_ASSIGNMENT_:
At the line containing "Command::Run | Command::Loop", begin retyping, and continue word for word until the records below run out.

_INPUT MATERIAL_:

//! HTTP routes.

pub mod callback;
pub mod user;

use axum::http::StatusCode;
use axum::routing::{get, post};
use axum::Router;

use crate::state::AppState;

async fn index() -> &'static str {
    "quern pipeline API and lab callback handler"
}

async fn health() -> StatusCode {
    StatusCode::OK
}

/// Builds the API router.
#[must_use]
pub fn router(state: AppState) -> Router {
    Router::new()
        .route("/", get(index))
        .route("/health", get(health))
        .route("/api/checkout", post(user::checkout))
        .route("/api/jobretry", post(user::jobretry))
        .route("/api/patchset", post(user::patchset))
        .route("/callback/{runtime}", post(callback::callback))
        .with_state(state)
}
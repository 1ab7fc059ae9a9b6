//! The state store client.
//!
//! The state store is the single source of truth: every node transition
//! is a write here, and the store linearizes concurrent writers through
//! compare-and-swap preconditions on `state`. Services never hold
//! authoritative state locally.
//!
//! Two implementations are provided: [`http::HttpStore`] against the REST
//! store, and [`memory::MemoryStore`] for tests, which also implements
//! the event bus so that writes fan out notifications exactly like the
//! production pair does.

pub mod http;
pub mod memory;

use async_trait::async_trait;
use chrono::{DateTime, Utc};

use quern_core::{Node, NodeId, NodeKind, NodeResult, NodeState};

use crate::error::Result;

/// Result of a compare-and-swap node write.
#[derive(Debug, Clone)]
pub enum CasOutcome {
    /// The write was applied; the stored node is returned.
    Updated(Node),
    /// The expected state did not match; the writer must re-read and
    /// reconcile.
    StateMismatch {
        /// The state the store actually held.
        actual: NodeState,
    },
}

impl CasOutcome {
    /// Returns true if the write was applied.
    #[must_use]
    pub const fn is_updated(&self) -> bool {
        matches!(self, Self::Updated(_))
    }

    /// Unwraps the stored node, panicking on a mismatch. Test helper.
    #[must_use]
    pub fn into_node(self) -> Option<Node> {
        match self {
            Self::Updated(node) => Some(node),
            Self::StateMismatch { .. } => None,
        }
    }
}

/// A query over nodes.
///
/// Fields combine with AND. The HTTP implementation serializes these into
/// the store's field-operator query grammar (`__gt`, `__lt`, `__ne` and
/// dotted paths); the in-memory implementation evaluates [`Self::matches`]
/// directly.
#[derive(Debug, Clone, Default)]
pub struct NodeFilter {
    /// Node kind.
    pub kind: Option<NodeKind>,
    /// Node name.
    pub name: Option<String>,
    /// Lifecycle state; `states` allows matching several.
    pub states: Vec<NodeState>,
    /// Terminal result.
    pub result: Option<NodeResult>,
    /// Parent node id.
    pub parent: Option<NodeId>,
    /// Group label.
    pub group: Option<String>,
    /// Tree fingerprint.
    pub treeid: Option<String>,
    /// Revision tree name (`data.kernel_revision.tree`).
    pub tree: Option<String>,
    /// Revision branch (`data.kernel_revision.branch`).
    pub branch: Option<String>,
    /// Architecture (`data.arch`).
    pub arch: Option<String>,
    /// Compiler (`data.compiler`).
    pub compiler: Option<String>,
    /// Full config identifier (`data.config_full`).
    pub config_full: Option<String>,
    /// Platform (`data.platform`).
    pub platform: Option<String>,
    /// External runtime job id (`data.job_id`).
    pub job_id: Option<String>,
    /// Reporting marker (`data.processed_by_reporting`).
    pub processed_by_reporting: Option<bool>,
    /// Only nodes created strictly after this instant.
    pub created_after: Option<DateTime<Utc>>,
    /// Only nodes created strictly before this instant.
    pub created_before: Option<DateTime<Utc>>,
    /// Only nodes last updated strictly before this instant.
    pub updated_before: Option<DateTime<Utc>>,
}

impl NodeFilter {
    /// Creates an empty filter matching every node.
    #[must_use]
    pub fn new() -> Self {
        Self::default()
    }

    /// Filters by node kind.
    #[must_use]
    pub fn kind(mut self, kind: NodeKind) -> Self {
        self.kind = Some(kind);
        self
    }

    /// Filters by node name.
    #[must_use]
    pub fn name(mut self, name: impl Into<String>) -> Self {
        self.name = Some(name.into());
        self
    }

    /// Filters by lifecycle state. May be called repeatedly to match any
    /// of several states.
    #[must_use]
    pub fn state(mut self, state: NodeState) -> Self {
        self.states.push(state);
        self
    }

    /// Filters by terminal result.
    #[must_use]
    pub fn result(mut self, result: NodeResult) -> Self {
        self.result = Some(result);
        self
    }

    /// Filters by parent id.
    #[must_use]
    pub fn parent(mut self, parent: NodeId) -> Self {
        self.parent = Some(parent);
        self
    }

    /// Filters by tree fingerprint.
    #[must_use]
    pub fn treeid(mut self, treeid: impl Into<String>) -> Self {
        self.treeid = Some(treeid.into());
        self
    }

    /// Filters by revision tree name.
    #[must_use]
    pub fn tree(mut self, tree: impl Into<String>) -> Self {
        self.tree = Some(tree.into());
        self
    }

    /// Filters by revision branch.
    #[must_use]
    pub fn branch(mut self, branch: impl Into<String>) -> Self {
        self.branch = Some(branch.into());
        self
    }

    /// Filters by external runtime job id.
    #[must_use]
    pub fn job_id(mut self, job_id: impl Into<String>) -> Self {
        self.job_id = Some(job_id.into());
        self
    }

    /// Filters by the reporting marker.
    #[must_use]
    pub fn processed_by_reporting(mut self, processed: bool) -> Self {
        self.processed_by_reporting = Some(processed);
        self
    }

    /// Only nodes created after `instant`.
    #[must_use]
    pub fn created_after(mut self, instant: DateTime<Utc>) -> Self {
        self.created_after = Some(instant);
        self
    }

    /// Only nodes created before `instant`.
    #[must_use]
    pub fn created_before(mut self, instant: DateTime<Utc>) -> Self {
        self.created_before = Some(instant);
        self
    }

    /// Only nodes last updated before `instant`.
    #[must_use]
    pub fn updated_before(mut self, instant: DateTime<Utc>) -> Self {
        self.updated_before = Some(instant);
        self
    }

    /// Evaluates the filter against a node.
    #[must_use]
    #[allow(clippy::too_many_lines)]
    pub fn matches(&self, node: &Node) -> bool {
        if let Some(kind) = self.kind {
            if node.kind != kind {
                return false;
            }
        }
        if let Some(name) = &self.name {
            if &node.name != name {
                return false;
            }
        }
        if !self.states.is_empty() && !self.states.contains(&node.state) {
            return false;
        }
        if let Some(result) = self.result {
            if node.result != Some(result) {
                return false;
            }
        }
        if let Some(parent) = &self.parent {
            if node.parent.as_ref() != Some(parent) {
                return false;
            }
        }
        if let Some(group) = &self.group {
            if node.group.as_deref() != Some(group.as_str()) {
                return false;
            }
        }
        if let Some(treeid) = &self.treeid {
            if node.treeid.as_deref() != Some(treeid.as_str()) {
                return false;
            }
        }
        let revision = node.data.kernel_revision.as_ref();
        if let Some(tree) = &self.tree {
            if revision.map(|r| r.tree.as_str()) != Some(tree.as_str()) {
                return false;
            }
        }
        if let Some(branch) = &self.branch {
            if revision.map(|r| r.branch.as_str()) != Some(branch.as_str()) {
                return false;
            }
        }
        if let Some(arch) = &self.arch {
            if node.data.arch.as_deref() != Some(arch.as_str()) {
                return false;
            }
        }
        if let Some(compiler) = &self.compiler {
            if node.data.compiler.as_deref() != Some(compiler.as_str()) {
                return false;
            }
        }
        if let Some(config_full) = &self.config_full {
            if node.data.config_full.as_deref() != Some(config_full.as_str()) {
                return false;
            }
        }
        if let Some(platform) = &self.platform {
            if node.data.platform.as_deref() != Some(platform.as_str()) {
                return false;
            }
        }
        if let Some(job_id) = &self.job_id {
            if node.data.job_id.as_deref() != Some(job_id.as_str()) {
                return false;
            }
        }
        if let Some(processed) = self.processed_by_reporting {
            if node.data.processed_by_reporting != processed {
                return false;
            }
        }
        if let Some(after) = self.created_after {
            if node.created <= after {
                return false;
            }
        }
        if let Some(before) = self.created_before {
            if node.created >= before {
                return false;
            }
        }
        if let Some(before) = self.updated_before {
            if node.updated >= before {
                return false;
            }
        }
        true
    }

    /// Serializes the filter into REST query pairs.
    #[must_use]
    pub fn to_query_pairs(&self) -> Vec<(String, String)> {
        let mut pairs = Vec::new();
        if let Some(kind) = self.kind {
            pairs.push(("kind".to_string(), kind.to_string()));
        }
        if let Some(name) = &self.name {
            pairs.push(("name".to_string(), name.clone()));
        }
        for state in &self.states {
            pairs.push(("state".to_string(), state.to_string()));
        }
        if let Some(result) = self.result {
            pairs.push(("result".to_string(), result.to_string()));
        }
        if let Some(parent) = &self.parent {
            pairs.push(("parent".to_string(), parent.to_string()));
        }
        if let Some(group) = &self.group {
            pairs.push(("group".to_string(), group.clone()));
        }
        if let Some(treeid) = &self.treeid {
            pairs.push(("treeid".to_string(), treeid.clone()));
        }
        if let Some(tree) = &self.tree {
            pairs.push(("data.kernel_revision.tree".to_string(), tree.clone()));
        }
        if let Some(branch) = &self.branch {
            pairs.push(("data.kernel_revision.branch".to_string(), branch.clone()));
        }
        if let Some(arch) = &self.arch {
            pairs.push(("data.arch".to_string(), arch.clone()));
        }
        if let Some(compiler) = &self.compiler {
            pairs.push(("data.compiler".to_string(), compiler.clone()));
        }
        if let Some(config_full) = &self.config_full {
            pairs.push(("data.config_full".to_string(), config_full.clone()));
        }
        if let Some(platform) = &self.platform {
            pairs.push(("data.platform".to_string(), platform.clone()));
        }
        if let Some(job_id) = &self.job_id {
            pairs.push(("data.job_id".to_string(), job_id.clone()));
        }
        if let Some(processed) = self.processed_by_reporting {
            pairs.push((
                "data.processed_by_reporting".to_string(),
                processed.to_string(),
            ));
        }
        if let Some(after) = self.created_after {
            pairs.push(("created__gt".to_string(), after.to_rfc3339()));
        }
        if let Some(before) = self.created_before {
            pairs.push(("created__lt".to_string(), before.to_rfc3339()));
        }
        if let Some(before) = self.updated_before {
            pairs.push(("updated__lt".to_string(), before.to_rfc3339()));
        }
        pairs
    }
}

/// Storage abstraction over the REST state store.
///
/// ## CAS semantics
///
/// [`NodeStore::update`] with an expected state is the core primitive for
/// distributed correctness: conflicting writers lose with
/// [`CasOutcome::StateMismatch`], re-read, and reconcile. Every
/// transition routine in the engine is written to be idempotent so that
/// losing a race is always safe.
#[async_trait]
pub trait NodeStore: Send + Sync {
    /// Creates a node and returns it with the store-assigned id and
    /// timestamps.
    ///
    /// # Errors
    ///
    /// Fails with [`crate::error::Error::ParentClosed`] if the parent no
    /// longer accepts children (invariant: a `closing` parent rejects new
    /// children).
    async fn create(&self, node: Node) -> Result<Node>;

    /// Gets a node by id. Returns `None` if it does not exist.
    async fn get(&self, id: &NodeId) -> Result<Option<Node>>;

    /// Lists nodes matching a filter.
    async fn find(&self, filter: &NodeFilter) -> Result<Vec<Node>>;

    /// Writes a node back, optionally guarded by an expected prior state.
    ///
    /// With `expected_state = None` the write is unconditional (used for
    /// artifact/data updates that do not change state).
    async fn update(&self, node: &Node, expected_state: Option<NodeState>) -> Result<CasOutcome>;
}

#[cfg(test)]
mod tests {
    use super::*;

    #[test]
    fn filter_matches_revision_fields() {
        let node = Node::checkout("mainline", "master", "abc", "url");
        assert!(NodeFilter::new().tree("mainline").matches(&node));
        assert!(!NodeFilter::new().tree("next").matches(&node));
        assert!(NodeFilter::new()
            .tree("mainline")
            .branch("master")
            .state(NodeState::Running)
            .matches(&node));
    }

    #[test]
    fn filter_multiple_states_match_any() {
        let node = Node::checkout("mainline", "master", "abc", "url");
        let filter = NodeFilter::new()
            .state(NodeState::Available)
            .state(NodeState::Running);
        assert!(filter.matches(&node));
    }

    #[test]
    fn query_pairs_use_dotted_paths_and_suffixes() {
        let instant = Utc::now();
        let pairs = NodeFilter::new()
            .tree("stable")
            .created_after(instant)
            .processed_by_reporting(false)
            .to_query_pairs();
        assert!(pairs.contains(&("data.kernel_revision.tree".to_string(), "stable".to_string())));
        assert!(pairs
            .iter()
            .any(|(k, _)| k == "created__gt"));
        assert!(pairs.contains(&(
            "data.processed_by_reporting".to_string(),
            "false".to_string()
        )));
    }
}
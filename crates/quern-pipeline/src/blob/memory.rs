//! In-memory blob store for tests.

use std::collections::BTreeMap;
use std::sync::Arc;

use async_trait::async_trait;
use bytes::Bytes;
use tokio::sync::Mutex;

use crate::blob::BlobStore;
use crate::error::Result;

/// In-memory artifact storage returning `memory://` URLs.
#[derive(Clone, Default)]
pub struct MemoryBlobStore {
    blobs: Arc<Mutex<BTreeMap<String, Bytes>>>,
}

impl MemoryBlobStore {
    /// Creates an empty store.
    #[must_use]
    pub fn new() -> Self {
        Self::default()
    }

    /// Returns the stored contents for `name`. Test helper.
    pub async fn get(&self, name: &str) -> Option<Bytes> {
        self.blobs.lock().await.get(name).cloned()
    }
}

#[async_trait]
impl BlobStore for MemoryBlobStore {
    async fn upload(&self, name: &str, contents: Bytes) -> Result<String> {
        self.blobs
            .lock()
            .await
            .insert(name.to_string(), contents);
        Ok(format!("memory://{name}"))
    }
}

#[cfg(test)]
mod tests {
    use super::*;

    #[tokio::test]
    async fn upload_returns_stable_url() {
        let store = MemoryBlobStore::new();
        let url = store
            .upload("linux-mainline.tar.gz", Bytes::from_static(b"tar"))
            .await
            .unwrap();
        assert_eq!(url, "memory://linux-mainline.tar.gz");
        assert_eq!(
            store.get("linux-mainline.tar.gz").await,
            Some(Bytes::from_static(b"tar"))
        );
    }
}
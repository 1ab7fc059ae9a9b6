//! Scheduler service binary.

use std::sync::Arc;

use anyhow::{bail, Result};
use clap::{Parser, Subcommand};

use quern_core::config::RuntimeKind;
use quern_pipeline::blob::http::HttpBlobStore;
use quern_pipeline::blob::BlobStore;
use quern_pipeline::bus::EventBus;
use quern_pipeline::cli::{shutdown_on_signals, ServiceArgs};
use quern_pipeline::runtime::docker::DockerRuntime;
use quern_pipeline::runtime::kubernetes::KubernetesRuntime;
use quern_pipeline::runtime::lava::LavaRuntime;
use quern_pipeline::runtime::pull::PullRuntime;
use quern_pipeline::runtime::shell::ShellRuntime;
use quern_pipeline::runtime::{ParamRenderer, Runtime};
use quern_pipeline::scheduler::SchedulerService;
use quern_pipeline::store::NodeStore;

#[derive(Debug, Parser)]
#[command(name = "quern-scheduler", about = "Match node events to jobs and dispatch them")]
struct Cli {
    #[command(flatten)]
    service: ServiceArgs,

    /// Runtimes to load, comma separated. All configured runtimes by
    /// default.
    #[arg(long, value_delimiter = ',')]
    runtimes: Vec<String>,

    #[command(subcommand)]
    command: Command,
}

#[derive(Debug, Subcommand)]
enum Command {
    /// Listen for node events until terminated.
    Run,
    /// Alias of `run`; the service is event-driven.
    Loop,
}

#[tokio::main]
async fn main() -> Result<()> {
    let cli = Cli::parse();
    let ctx = cli.service.init()?;

    let blobs: Arc<dyn BlobStore> = Arc::new(HttpBlobStore::new(
        &ctx.config.storage,
        std::env::var("QUERN_STORAGE_TOKEN").ok(),
    )?);

    let mut adapters: Vec<Arc<dyn Runtime>> = Vec::new();
    for (name, runtime) in &ctx.config.runtimes {
        if !cli.runtimes.is_empty() && !cli.runtimes.iter().any(|r| r == name) {
            continue;
        }
        let token = ctx
            .secrets
            .runtimes
            .get(name)
            .and_then(|s| s.runtime_token.clone());

        let adapter: Arc<dyn Runtime> = match runtime.lab_type {
            RuntimeKind::Shell => Arc::new(ShellRuntime::new(name.clone(), Arc::clone(&blobs))),
            RuntimeKind::Docker => {
                let Some(image) = runtime.image.clone() else {
                    bail!("docker runtime '{name}' requires an image");
                };
                Arc::new(DockerRuntime::new(name.clone(), image, Arc::clone(&blobs)))
            }
            RuntimeKind::Kubernetes => Arc::new(KubernetesRuntime::new(
                name.clone(),
                runtime,
                token,
                Arc::clone(&blobs),
            )?),
            RuntimeKind::Lava => Arc::new(LavaRuntime::new(name.clone(), runtime, token)?),
            RuntimeKind::Pull => Arc::new(PullRuntime::new(
                name.clone(),
                Arc::clone(&ctx.store) as Arc<dyn NodeStore>,
            )),
        };
        adapters.push(adapter);
    }

    if adapters.is_empty() {
        bail!("no runtimes loaded");
    }
    tracing::info!(count = adapters.len(), "runtimes loaded");

    let scheduler = SchedulerService::new(
        Arc::clone(&ctx.config),
        Arc::clone(&ctx.store) as Arc<dyn NodeStore>,
        Arc::clone(&ctx.store) as Arc<dyn EventBus>,
        Arc::new(ParamRenderer),
        adapters,
    )?;

    match cli.command {
        Command::Run | Command::Loop => {
            let shutdown = shutdown_on_signals();
            scheduler.run(shutdown).await?;
        }
    }
    Ok(())
}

_EXERCISE RESULT_:
        Command::Run | Command::Loop => {
            let shutdown = shutdown_on_signals();
            scheduler.run(shutdown).await?;
        }
    }
    Ok(())
}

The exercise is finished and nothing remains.